Into the breach stepped Liveleak, a British video-sharing website, which finally aired the film on March 27th. It received over 3 million views in the first 24 hours. The next day, however, Liveleak removed
Fitna from its servers, having been terrorized into self-censorship by threats to its staff. But the film had spread too far on the internet to be suppressed (and Liveleak, after taking further security measures, has since reinstated it on its site as well).

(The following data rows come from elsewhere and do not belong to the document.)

use std::path::PathBuf;
use std::time::Duration;

use anyhow::{Context, Result, bail};
use clap::Parser;
use log::info;

use districter::config::RunConfig;
use districter::csv_reader::{read_distance_csv, read_population_csv};
use districter::error::DistrictError;
use districter::export::write_assignments_csv;
use districter::model::Bounds;
use districter::optimize::{DEFAULT_THRESHOLD, Params, SolveOptions, solve_districting};
use districter::solver::HighsBackend;

/// Assign population units to district centers with the Hess model.
#[derive(Debug, Parser)]
#[command(name = "districter", version, about)]
struct Cli {
    /// TOML run configuration; the flags below override its values
    #[arg(long)]
    config: Option<PathBuf>,

    /// Distance matrix CSV (header row, one numeric column per unit)
    #[arg(long)]
    distances: Option<PathBuf>,

    /// Population CSV (header row, unit label then population)
    #[arg(long)]
    population: Option<PathBuf>,

    /// Lower population bound per district
    #[arg(long)]
    lower: Option<f64>,

    /// Upper population bound per district
    #[arg(long)]
    upper: Option<f64>,

    /// Number of districts
    #[arg(long)]
    districts: Option<usize>,

    /// Wall-clock solver time limit in seconds
    #[arg(long)]
    time_limit: Option<f64>,

    /// Write the unit,district table to this CSV file
    #[arg(long)]
    output: Option<PathBuf>,

    /// Binary rounding threshold for solved variables
    #[arg(long)]
    threshold: Option<f64>,
}

fn main() -> Result<()> {
    // Initialize logger - defaults to RUST_LOG if set, otherwise INFO
    let _ = env_logger::Builder::from_env(env_logger::Env::default().default_filter_or("info"))
        .try_init();

    let cli = Cli::parse();
    let config = resolve_config(cli)?;
    run(config)
}

/// Merges the optional TOML configuration with command-line overrides.
fn resolve_config(cli: Cli) -> Result<RunConfig> {
    let mut config = match &cli.config {
        Some(path) => RunConfig::from_toml_path(path)
            .with_context(|| format!("failed to load configuration from {}", path.display()))?,
        None => RunConfig {
            distance_csv: require(cli.distances.clone(), "--distances")?,
            population_csv: require(cli.population.clone(), "--population")?,
            lower_bound: require(cli.lower, "--lower")?,
            upper_bound: require(cli.upper, "--upper")?,
            districts: require(cli.districts, "--districts")?,
            time_limit_secs: None,
            output_csv: None,
            solution_threshold: DEFAULT_THRESHOLD,
        },
    };

    if let Some(path) = cli.distances {
        config.distance_csv = path;
    }
    if let Some(path) = cli.population {
        config.population_csv = path;
    }
    if let Some(lower) = cli.lower {
        config.lower_bound = lower;
    }
    if let Some(upper) = cli.upper {
        config.upper_bound = upper;
    }
    if let Some(districts) = cli.districts {
        config.districts = districts;
    }
    if let Some(limit) = cli.time_limit {
        config.time_limit_secs = Some(limit);
    }
    if let Some(path) = cli.output {
        config.output_csv = Some(path);
    }
    if let Some(threshold) = cli.threshold {
        config.solution_threshold = threshold;
    }

    config.validate()?;
    Ok(config)
}

fn require<T>(value: Option<T>, flag: &str) -> Result<T> {
    value.ok_or_else(|| anyhow::anyhow!("{flag} is required when no --config file is given"))
}

fn run(config: RunConfig) -> Result<()> {
    info!(
        "reading distance matrix from {}",
        config.distance_csv.display()
    );
    let distance = read_distance_csv(&config.distance_csv)
        .with_context(|| format!("failed to read {}", config.distance_csv.display()))?;

    info!(
        "reading population vector from {}",
        config.population_csv.display()
    );
    let population = read_population_csv(&config.population_csv)
        .with_context(|| format!("failed to read {}", config.population_csv.display()))?;

    info!(
        "{} units, {} districts, population window [{}, {}]",
        population.len(),
        config.districts,
        config.lower_bound,
        config.upper_bound
    );

    let params = Params {
        bounds: Bounds {
            lower: config.lower_bound,
            upper: config.upper_bound,
        },
        districts: config.districts,
    };
    let options = SolveOptions {
        time_limit: config.time_limit_secs.map(Duration::from_secs_f64),
        threshold: config.solution_threshold,
    };

    let plan = match solve_districting(&distance, &population, params, &HighsBackend, &options) {
        Ok(plan) => plan,
        Err(DistrictError::SolverAbnormal(status)) => {
            bail!("no districting exists under these parameters: solver status `{status}`")
        }
        Err(e) => return Err(e.into()),
    };

    let totals = plan.population_totals(&population);
    for (center, total) in &totals {
        info!(
            "district centered at unit {center}: {} members, population {total}",
            plan.members(*center).len()
        );
    }
    for a in plan.assignments() {
        println!("assign {} to {}", a.unit, a.center);
    }

    if let Some(path) = &config.output_csv {
        write_assignments_csv(&plan, path)
            .with_context(|| format!("failed to write {}", path.display()))?;
        info!("assignments written to {}", path.display());
    }

    Ok(())
}
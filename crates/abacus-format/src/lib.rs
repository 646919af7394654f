//! Abacus Formatter
//!
//! Turns an evaluation outcome into text for a display: the number on
//! success, or a three-line diagnostic on failure.
//!
//! ```text
//! source → Scanner::scan → Parser::parse → format → Ok(result) | Err(diagnostic)
//! ```
//!
//! ```
//! assert_eq!(abacus_format::evaluate_expression("5!"), Ok("120".to_string()));
//! assert!(abacus_format::evaluate_expression("5 ÷ 0").is_err());
//! ```

pub mod diagnostic;

use abacus_lexer::Token;
use abacus_parser::Parser;

pub use diagnostic::Diagnostic;

/// Evaluate an expression and render the outcome.
///
/// This is the single entry point a calculator front end needs. The
/// `Ok`/`Err` split tells it whether to show a result or a diagnostic.
pub fn evaluate_expression(source: &str) -> Result<String, String> {
    format(Parser::evaluate(source), source)
}

/// Render a parse outcome. `source` is the text that was evaluated.
pub fn format(result: Result<f64, Vec<Token>>, source: &str) -> Result<String, String> {
    match result {
        Ok(value) => Ok(format_number(value)),
        Err(errors) => {
            log::debug!("formatting {} error(s) for {:?}", errors.len(), source);
            Err(Diagnostic::new(source, errors).render())
        }
    }
}

/// Shortest decimal that reads back as the same `f64`.
///
/// Very large and very small magnitudes switch to exponent notation with
/// an explicit sign (`1e+21`, `1e-7`), matching what a browser prints, and
/// both the result and its rendering can be fed back into the scanner.
pub fn format_number(n: f64) -> String {
    if n == 0.0 {
        // Also covers negative zero.
        return "0".to_string();
    }
    if !n.is_finite() || (1e-6..1e21).contains(&n.abs()) {
        return format!("{n}");
    }

    let exponential = format!("{n:e}");
    match exponential.split_once('e') {
        Some((mantissa, exponent)) if !exponent.starts_with('-') => {
            format!("{mantissa}e+{exponent}")
        }
        _ => exponential,
    }
}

Of course, there were immediate calls for a boycott of Dutch products throughout the Muslim world. In response, Dutch corporations placed ads in countries like Indonesia, denouncing the film in self-defense. Several Muslim countries blocked YouTube and other video-sharing sites in an effort to keep Wilders' blasphemy from penetrating the minds of their citizens. There have also been isolated protests and attacks on embassies, and ubiquitous demands for Wilders' murder. In Afghanistan, women in burqas could be seen burning the Dutch flag; the Taliban carried out at least two revenge attacks on Dutch troops, resulting in five Dutch casualties; and security concerns have caused the Netherlands to close its embassy in Kabul. It must be said, however, that nothing has yet occurred to rival the ferocious response to the Danish cartoons.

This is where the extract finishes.